Re: [Experimental CPU Hotplug PATCH] - Move migrate_all_tasks toCPU_DEAD handling

From: Nick Piggin
Date: Mon Apr 05 2004 - 20:29:01 EST


Srivatsa Vaddagiri wrote:
On Tue, Apr 06, 2004 at 10:28:53AM +1000, Nick Piggin wrote:

First of all, if you're proposing this stuff for inclusion, you
should port it to the -mm tree, because I don't think Andrew
will want any other scheduler work going in just now. It wouldn't
be too hard.


Will send out today a patch against latest -mm tree!

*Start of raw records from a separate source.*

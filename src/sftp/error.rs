//! SFTP error types

use serde::Serialize;
use thiserror::Error;

#[derive(Debug, Error)]
pub enum SftpError {
    #[error("No such file: {0}")]
    FileNotFound(String),

    #[error("Permission denied: {0}")]
    PermissionDenied(String),

    /// Any other status the server reported, with its text
    #[error("Remote error: {0}")]
    Remote(String),

    #[error("Local file error: {0}")]
    LocalIo(#[from] std::io::Error),

    #[error("Invalid path: {0}")]
    InvalidPath(String),

    /// The server did not answer a request in time
    #[error("SFTP request timed out: {0}")]
    Timeout(String),

    /// The SFTP channel or its connection went away
    #[error("SFTP channel closed")]
    Disconnected,
}

impl Serialize for SftpError {
    fn serialize<S>(&self, serializer: S) -> Result<S::Ok, S::Error>
    where
        S: serde::Serializer,
    {
        serializer.serialize_str(&self.to_string())
    }
}
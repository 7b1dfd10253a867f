//! SSH Session management

use std::sync::Arc;

use async_trait::async_trait;
use russh::client::Handle;
use russh::ChannelMsg;
use tokio::sync::{broadcast, mpsc};
use tokio_util::sync::CancellationToken;
use tracing::{debug, error, info, warn};

use super::client::ClientHandler;
use super::error::SshError;
use super::handle_owner::{spawn_handle_owner_task, HandleController};
use super::link::{ExecOutput, Link, SessionCommand, ShellIo};
use crate::sftp::{RusshSftpBackend, SftpBackend};

/// An authenticated connection whose Handle has not been handed to its owner task yet.
pub struct SshSession {
    handle: Handle<ClientHandler>,
}

impl SshSession {
    pub fn new(handle: Handle<ClientHandler>) -> Self {
        Self { handle }
    }

    /// Start the Handle Owner Task and return a controller
    ///
    /// This consumes the Handle. All further channel opens go through the
    /// returned `HandleController`.
    pub fn start(self, connection_id: String) -> HandleController {
        spawn_handle_owner_task(self.handle, connection_id)
    }
}

/// `Link` over a russh connection driven by the handle owner task.
pub struct SshLink {
    connection_id: String,
    controller: HandleController,
}

impl SshLink {
    pub fn new(connection_id: String, controller: HandleController) -> Self {
        Self {
            connection_id,
            controller,
        }
    }
}

#[async_trait]
impl Link for SshLink {
    async fn open_shell(
        &self,
        cols: u32,
        rows: u32,
        cancel: CancellationToken,
    ) -> Result<ShellIo, SshError> {
        let mut channel = self.controller.open_session_channel().await?;

        debug!("Channel opened, requesting PTY");

        channel
            .request_pty(false, "xterm-256color", cols, rows, 0, 0, &[])
            .await
            .map_err(|e| SshError::ChannelError(format!("PTY request failed: {}", e)))?;

        channel
            .request_shell(false)
            .await
            .map_err(|e| SshError::ChannelError(format!("Shell request failed: {}", e)))?;

        info!(
            "Interactive shell started on connection {}",
            self.connection_id
        );

        let (cmd_tx, mut cmd_rx) = mpsc::channel::<SessionCommand>(1024);
        let (output_tx, output_rx) = mpsc::unbounded_channel::<Vec<u8>>();

        let cid = self.connection_id.clone();
        tokio::spawn(async move {
            loop {
                tokio::select! {
                    _ = cancel.cancelled() => {
                        debug!("Shell channel cancelled on connection {}", cid);
                        let _ = channel.eof().await;
                        let _ = channel.close().await;
                        break;
                    }

                    cmd = cmd_rx.recv() => match cmd {
                        Some(SessionCommand::Data(data)) => {
                            if let Err(e) = channel.data(&data[..]).await {
                                error!("Failed to send data to SSH channel: {}", e);
                                break;
                            }
                        }
                        Some(SessionCommand::Resize(cols, rows)) => {
                            if let Err(e) = channel.window_change(cols as u32, rows as u32, 0, 0).await {
                                // A failed resize leaves the shell usable
                                warn!("Failed to resize PTY: {}", e);
                            } else {
                                debug!("PTY resized to {}x{} on connection {}", cols, rows, cid);
                            }
                        }
                        Some(SessionCommand::Close) | None => {
                            let _ = channel.eof().await;
                            let _ = channel.close().await;
                            break;
                        }
                    },

                    msg = channel.wait() => match msg {
                        Some(ChannelMsg::Data { data }) => {
                            let _ = output_tx.send(data.to_vec());
                        }
                        Some(ChannelMsg::ExtendedData { data, ext }) => {
                            // stderr
                            if ext == 1 {
                                let _ = output_tx.send(data.to_vec());
                            }
                        }
                        Some(ChannelMsg::Eof) | Some(ChannelMsg::Close) | None => {
                            debug!("Shell channel ended by remote on connection {}", cid);
                            break;
                        }
                        Some(ChannelMsg::ExitStatus { exit_status }) => {
                            debug!("Shell exited with status {} on connection {}", exit_status, cid);
                        }
                        Some(_) => {}
                    },
                }
            }
            // Dropping output_tx ends the reader side
        });

        Ok(ShellIo { cmd_tx, output_rx })
    }

    async fn exec(&self, command: &str) -> Result<ExecOutput, SshError> {
        let mut channel = self.controller.open_session_channel().await?;

        channel
            .exec(true, command)
            .await
            .map_err(|e| SshError::ChannelError(format!("Exec request failed: {}", e)))?;

        let mut output = ExecOutput::default();
        // Exit status may arrive after EOF, so read until the channel closes
        while let Some(msg) = channel.wait().await {
            match msg {
                ChannelMsg::Data { data } => output.stdout.extend_from_slice(&data),
                ChannelMsg::ExtendedData { data, ext } if ext == 1 => {
                    output.stderr.extend_from_slice(&data)
                }
                ChannelMsg::ExitStatus { exit_status } => output.exit_status = Some(exit_status),
                ChannelMsg::Close => break,
                _ => {}
            }
        }

        if !self.controller.is_connected() && output.exit_status.is_none() {
            return Err(SshError::Disconnected);
        }
        Ok(output)
    }

    async fn open_sftp(&self) -> Result<Arc<dyn SftpBackend>, SshError> {
        let channel = self.controller.open_session_channel().await?;

        channel
            .request_subsystem(true, "sftp")
            .await
            .map_err(|e| SshError::ChannelError(format!("SFTP subsystem request failed: {}", e)))?;

        let sftp = russh_sftp::client::SftpSession::new(channel.into_stream())
            .await
            .map_err(|e| SshError::ProtocolError(format!("SFTP init failed: {}", e)))?;

        info!("SFTP subsystem opened on connection {}", self.connection_id);
        Ok(Arc::new(RusshSftpBackend::new(sftp)))
    }

    fn subscribe_disconnect(&self) -> broadcast::Receiver<()> {
        self.controller.subscribe_disconnect()
    }

    fn is_connected(&self) -> bool {
        self.controller.is_connected()
    }

    async fn disconnect(&self) {
        self.controller.disconnect().await;
    }
}
//! In-memory stand-ins for the wire, used by unit tests.
//!
//! `FakeConnector` hands out `FakeLink`s that share one scripted command
//! table and one in-memory SFTP tree, so a "host" keeps its files across
//! reconnects.

use std::collections::{BTreeMap, HashSet};
use std::sync::atomic::{AtomicBool, AtomicUsize, Ordering};
use std::sync::Arc;
use std::time::Duration;

use async_trait::async_trait;
use parking_lot::Mutex;
use tokio::sync::{broadcast, mpsc, Notify};
use tokio_util::sync::CancellationToken;

use crate::config::{AuthKind, ConnectionProfile, CoreSettings, MemorySecretStore, SecretStore};
use crate::mux::ChannelMultiplexer;
use crate::sftp::{FileEntry, SftpBackend, SftpError, SftpWriter};
use crate::ssh::{
    Connector, ExecOutput, Link, LinkHealth, SessionCommand, ShellIo, SshConfig, SshError,
    TransportManager, TransportRef,
};

pub fn password_profile(id: &str) -> ConnectionProfile {
    let mut profile = ConnectionProfile::new(id, "10.0.0.1", "root", AuthKind::Password);
    profile.id = id.to_string();
    profile
}

/// A live fake link plus a transport reference to it
pub fn connected_transport(connection_id: &str) -> (Arc<FakeLink>, TransportRef) {
    let link = Arc::new(FakeLink::new(
        Arc::new(ExecScripts::default()),
        Arc::new(MemorySftp::new()),
    ));
    let dyn_link: Arc<dyn Link> = link.clone();
    let transport = TransportRef::new(
        connection_id.to_string(),
        Arc::downgrade(&dyn_link),
        CancellationToken::new(),
        Arc::new(LinkHealth::new(3)),
    );
    (link, transport)
}

/// A manager with `connection_id` already connected over a `FakeConnector`
pub async fn connected_manager(
    connection_id: &str,
) -> (Arc<FakeConnector>, Arc<TransportManager>, Arc<ChannelMultiplexer>) {
    let connector = Arc::new(FakeConnector::new());
    let secrets = Arc::new(MemorySecretStore::new());
    secrets.set(connection_id, "pw").unwrap();
    let settings = CoreSettings::default();
    let mux = Arc::new(ChannelMultiplexer::new(Duration::from_secs(
        settings.operation_timeout_secs,
    )));
    let transports = Arc::new(TransportManager::new(
        connector.clone(),
        secrets,
        mux.clone(),
        settings,
    ));
    transports
        .connect(&password_profile(connection_id))
        .await
        .unwrap();
    (connector, transports, mux)
}
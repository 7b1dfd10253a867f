//! Sampling script and parsers
//!
//! One exec per tick runs a fixed battery of reads, each section delimited by
//! an `===NAME===` marker. CPU% and network rates are deltas between two
//! samples; the first sample reports the since-boot CPU average and zero
//! network rate.

use std::collections::{BTreeSet, HashMap};

use super::types::{DiskUsage, MemoryUsage, MetricsData, NetworkRate, ServiceStatus, SystemInfo};
use crate::error::CoreError;

const BASE_COMMAND: &str = "echo '===UPTIME==='; uptime -p 2>/dev/null; \
echo '===STAT==='; head -1 /proc/stat 2>/dev/null; \
echo '===MEMINFO==='; grep -E '^(MemTotal|MemAvailable):' /proc/meminfo 2>/dev/null; \
echo '===DISK==='; df -hP / 2>/dev/null; \
echo '===OS==='; grep '^PRETTY_NAME=' /etc/os-release 2>/dev/null; \
echo '===KERNEL==='; uname -r 2>/dev/null; \
echo '===ARCH==='; uname -m 2>/dev/null; \
echo '===CPUINFO==='; grep -m1 'model name' /proc/cpuinfo 2>/dev/null; \
echo '===NETDEV==='; cat /proc/net/dev 2>/dev/null; \
echo '===SERVICES==='; ";

/// Unit names are interpolated into the shell command, so only this charset passes
pub fn is_valid_service_name(name: &str) -> bool {
    !name.is_empty()
        && name
            .chars()
            .all(|c| c.is_ascii_alphanumeric() || matches!(c, '@' | '.' | '_' | ':' | '-'))
}

/// The full sampling command for one host
pub fn build_command(services: &BTreeSet<String>) -> String {
    let mut command = String::from(BASE_COMMAND);
    for name in services.iter().filter(|n| is_valid_service_name(n)) {
        command.push_str(&format!(
            "echo \"{name}=$(systemctl is-active {name} 2>/dev/null)\"; "
        ));
    }
    command.push_str("echo '===END==='");
    command
}

/// Raw CPU counters from /proc/stat
#[derive(Debug, Clone, Default, PartialEq)]
struct CpuSnapshot {
    user: u64,
    nice: u64,
    system: u64,
    idle: u64,
    iowait: u64,
    irq: u64,
    softirq: u64,
    steal: u64,
}

impl CpuSnapshot {
    fn total(&self) -> u64 {
        self.user
            + self.nice
            + self.system
            + self.idle
            + self.iowait
            + self.irq
            + self.softirq
            + self.steal
    }

    fn active(&self) -> u64 {
        self.total()
            .saturating_sub(self.idle)
            .saturating_sub(self.iowait)
    }
}

/// Raw network counters from /proc/net/dev
#[derive(Debug, Clone, Default, PartialEq)]
struct NetSnapshot {
    rx_bytes: u64,
    tx_bytes: u64,
}

/// Counters kept between ticks for delta calculations
#[derive(Debug, Clone, Default, PartialEq)]
pub struct Counters {
    cpu: CpuSnapshot,
    net: Option<NetSnapshot>,
}

/// Parse one sample.
///
/// `elapsed_secs` is the time since `prev` was taken. Output without CPU and
/// memory sections (a non-Linux host, a broken shell) is a protocol error.
pub fn parse_sample(
    output: &str,
    services: &BTreeSet<String>,
    prev: Option<&Counters>,
    elapsed_secs: f64,
) -> Result<(MetricsData, Counters), CoreError> {
    let cpu = parse_cpu_snapshot(output)
        .ok_or_else(|| CoreError::Protocol("missing /proc/stat in sample output".to_string()))?;
    let (mem_used, mem_total) = parse_meminfo(output)
        .ok_or_else(|| CoreError::Protocol("missing /proc/meminfo in sample output".to_string()))?;
    let net = parse_net_snapshot(output);

    let cpu_percent = match prev {
        Some(prev) => {
            let total = cpu.total().saturating_sub(prev.cpu.total());
            let active = cpu.active().saturating_sub(prev.cpu.active());
            percent(active, total)
        }
        None => percent(cpu.active(), cpu.total()),
    };

    let network = match (&net, prev.and_then(|p| p.net.as_ref())) {
        (Some(curr), Some(prev_net)) if elapsed_secs > 0.0 => NetworkRate {
            rx: kb_per_sec(curr.rx_bytes.saturating_sub(prev_net.rx_bytes), elapsed_secs),
            tx: kb_per_sec(curr.tx_bytes.saturating_sub(prev_net.tx_bytes), elapsed_secs),
        },
        _ => NetworkRate::default(),
    };

    let data = MetricsData {
        uptime: first_line(output, "UPTIME").unwrap_or_default(),
        cpu: cpu_percent,
        memory: MemoryUsage {
            used: mem_used / 1024,
            total: mem_total / 1024,
        },
        disk: parse_disk(output).unwrap_or_default(),
        system: SystemInfo {
            os: parse_os_name(output).unwrap_or_default(),
            kernel: first_line(output, "KERNEL").unwrap_or_default(),
            arch: first_line(output, "ARCH").unwrap_or_default(),
            cpu: parse_cpu_model(output).unwrap_or_default(),
        },
        network,
        services: parse_services(output, services),
    };

    Ok((data, Counters { cpu, net }))
}

fn percent(part: u64, whole: u64) -> f64 {
    if whole == 0 {
        return 0.0;
    }
    round1(part as f64 / whole as f64 * 100.0)
}

fn kb_per_sec(bytes: u64, secs: f64) -> f64 {
    round1(bytes as f64 / 1024.0 / secs)
}

fn round1(value: f64) -> f64 {
    (value * 10.0).round() / 10.0
}

// ─── Parsers ──────────────────────────────────────────────────────────────

/// Extract section between markers
fn extract_section<'a>(output: &'a str, marker: &str) -> Option<&'a str> {
    let start_marker = format!("==={}===", marker);
    let start = output.find(&start_marker)?;
    let rest = &output[start + start_marker.len()..];
    let end = rest.find("===").unwrap_or(rest.len());
    Some(rest[..end].trim())
}

fn first_line(output: &str, marker: &str) -> Option<String> {
    let line = extract_section(output, marker)?.lines().next()?.trim();
    (!line.is_empty()).then(|| line.to_string())
}

/// /proc/stat first line → CpuSnapshot
fn parse_cpu_snapshot(output: &str) -> Option<CpuSnapshot> {
    let line = extract_section(output, "STAT")?.lines().next()?;
    if !line.starts_with("cpu ") {
        return None;
    }
    let parts: Vec<&str> = line.split_whitespace().collect();
    if parts.len() < 9 {
        return None;
    }
    Some(CpuSnapshot {
        user: parts[1].parse().ok()?,
        nice: parts[2].parse().ok()?,
        system: parts[3].parse().ok()?,
        idle: parts[4].parse().ok()?,
        iowait: parts[5].parse().ok()?,
        irq: parts[6].parse().ok()?,
        softirq: parts[7].parse().ok()?,
        steal: parts[8].parse().ok()?,
    })
}

/// /proc/meminfo → (used_kb, total_kb)
fn parse_meminfo(output: &str) -> Option<(u64, u64)> {
    let section = extract_section(output, "MEMINFO")?;
    let mut total_kb = None;
    let mut available_kb = None;

    for line in section.lines() {
        if line.starts_with("MemTotal:") {
            total_kb = extract_kb_value(line);
        } else if line.starts_with("MemAvailable:") {
            available_kb = extract_kb_value(line);
        }
    }

    let total = total_kb?;
    Some((total.saturating_sub(available_kb?), total))
}

/// "MemTotal:    1234 kB" → 1234
fn extract_kb_value(line: &str) -> Option<u64> {
    line.split_whitespace().nth(1)?.parse().ok()
}

/// `df -hP /` → size, used, use%
fn parse_disk(output: &str) -> Option<DiskUsage> {
    let section = extract_section(output, "DISK")?;
    let parts: Vec<&str> = section
        .lines()
        .filter(|line| !line.starts_with("Filesystem"))
        .last()?
        .split_whitespace()
        .collect();
    if parts.len() < 6 {
        return None;
    }
    Some(DiskUsage {
        used: parts[2].to_string(),
        total: parts[1].to_string(),
        percent: parts[4].to_string(),
    })
}

/// PRETTY_NAME="Ubuntu 22.04.3 LTS" → Ubuntu 22.04.3 LTS
fn parse_os_name(output: &str) -> Option<String> {
    let line = first_line(output, "OS")?;
    let value = line.strip_prefix("PRETTY_NAME=")?;
    Some(value.trim_matches('"').to_string())
}

/// "model name	: Intel(R) Xeon(R) ..." → Intel(R) Xeon(R) ...
fn parse_cpu_model(output: &str) -> Option<String> {
    let line = first_line(output, "CPUINFO")?;
    let (_, model) = line.split_once(':')?;
    Some(model.trim().to_string())
}

/// /proc/net/dev → aggregate counters, loopback excluded
fn parse_net_snapshot(output: &str) -> Option<NetSnapshot> {
    let section = extract_section(output, "NETDEV")?;
    let mut total_rx: u64 = 0;
    let mut total_tx: u64 = 0;
    let mut found = false;

    for line in section.lines() {
        let line = line.trim();
        // Header lines contain |
        if line.contains('|') || line.is_empty() {
            continue;
        }
        if let Some((iface, rest)) = line.split_once(':') {
            if iface.trim() == "lo" {
                continue;
            }
            let parts: Vec<&str> = rest.split_whitespace().collect();
            if parts.len() >= 9 {
                if let (Ok(rx), Ok(tx)) = (parts[0].parse::<u64>(), parts[8].parse::<u64>()) {
                    total_rx += rx;
                    total_tx += tx;
                    found = true;
                }
            }
        }
    }

    found.then_some(NetSnapshot {
        rx_bytes: total_rx,
        tx_bytes: total_tx,
    })
}

/// "nginx=active" lines, reported in the order of `services`
fn parse_services(output: &str, services: &BTreeSet<String>) -> Vec<ServiceStatus> {
    let reported: HashMap<&str, &str> = extract_section(output, "SERVICES")
        .map(|section| {
            section
                .lines()
                .filter_map(|line| line.trim().split_once('='))
                .collect()
        })
        .unwrap_or_default();

    services
        .iter()
        .map(|name| {
            let status = if !is_valid_service_name(name) {
                "invalid".to_string()
            } else {
                match reported.get(name.as_str()).map(|s| s.trim()) {
                    Some(s) if !s.is_empty() => s.to_string(),
                    _ => "unknown".to_string(),
                }
            };
            ServiceStatus {
                name: name.clone(),
                status,
            }
        })
        .collect()
}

I think my stuff is a bit orthogonal to what you're attempting.
And they should probably work well together. My "lazy migrate"
patch means the tasklist lock does not need to be held at all,
only the dying runqueue's lock.


Is there some place where I can download your patch (or is it in -mm tree)?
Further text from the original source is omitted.